After repeating the line containing "fn copy(&self, text: &str) -> Result<()>;", stop; until then, repeat each line of the listing below exactly, starting with the first.

**** DATA PROVIDED ****

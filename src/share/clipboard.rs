use std::{
    fs,
    io::Write,
    path::PathBuf,
    process::{Command, Stdio},
};

use crate::{
    errors::{LedgerError, Result},
    utils::paths::ensure_dir,
};

pub trait Clipboard {
    fn copy(&self, text: &str) -> Result<()>;
    fn name(&self) -> &str;
}

/// Pipes text into the first platform copy command that succeeds.
#[derive(Debug, Clone)]
pub struct CommandClipboard {
    candidates: Vec<(String, Vec<String>)>,
}

impl CommandClipboard {
    pub fn new(candidates: Vec<(String, Vec<String>)>) -> Self {
        Self { candidates }
    }

    /// `pbcopy`, `wl-copy`, `xclip` and `clip`, in that order.
    pub fn system() -> Self {
        let candidate = |program: &str, args: &[&str]| {
            (
                program.to_string(),
                args.iter().map(|arg| arg.to_string()).collect(),
            )
        };
        Self::new(vec![
            candidate("pbcopy", &[]),
            candidate("wl-copy", &[]),
            candidate("xclip", &["-selection", "clipboard"]),
            candidate("clip", &[]),
        ])
    }

    fn run(program: &str, args: &[String], text: &str) -> Result<()> {
        let mut child = Command::new(program)
            .args(args)
            .stdin(Stdio::piped())
            .stdout(Stdio::null())
            .stderr(Stdio::null())
            .spawn()?;
        if let Some(stdin) = child.stdin.as_mut() {
            stdin.write_all(text.as_bytes())?;
        }
        let status = child.wait()?;
        if status.success() {
            Ok(())
        } else {
            Err(LedgerError::Clipboard(format!("{program} exited with {status}")))
        }
    }
}

impl Clipboard for CommandClipboard {
    fn copy(&self, text: &str) -> Result<()> {
        let mut last_error = None;
        for (program, args) in &self.candidates {
            match Self::run(program, args, text) {
                Ok(()) => return Ok(()),
                Err(err) => last_error = Some(err),
            }
        }
        Err(last_error
            .unwrap_or_else(|| LedgerError::Clipboard("no clipboard command configured".into())))
    }

    fn name(&self) -> &str {
        "system clipboard"
    }
}

/// Writes the text to a file the user can pick it up from.
#[derive(Debug, Clone)]
pub struct FileClipboard {
    path: PathBuf,
}

impl FileClipboard {
    pub fn new(path: impl Into<PathBuf>) -> Self {
        Self { path: path.into() }
    }
}

impl Clipboard for FileClipboard {
    fn copy(&self, text: &str) -> Result<()> {
        if let Some(parent) = self.path.parent() {
            ensure_dir(parent)?;
        }
        fs::write(&self.path, text)?;
        Ok(())
    }

    fn name(&self) -> &str {
        "clipboard file"
    }
}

****

REPLY:
filename src/share/clipboard.rs
use std::{
    fs,
    io::Write,
    path::PathBuf,
    process::{Command, Stdio},
};

use crate::{
    errors::{LedgerError, Result},
    utils::paths::ensure_dir,
};

pub trait Clipboard {
    fn copy(&self, text: &str) -> Result<()>;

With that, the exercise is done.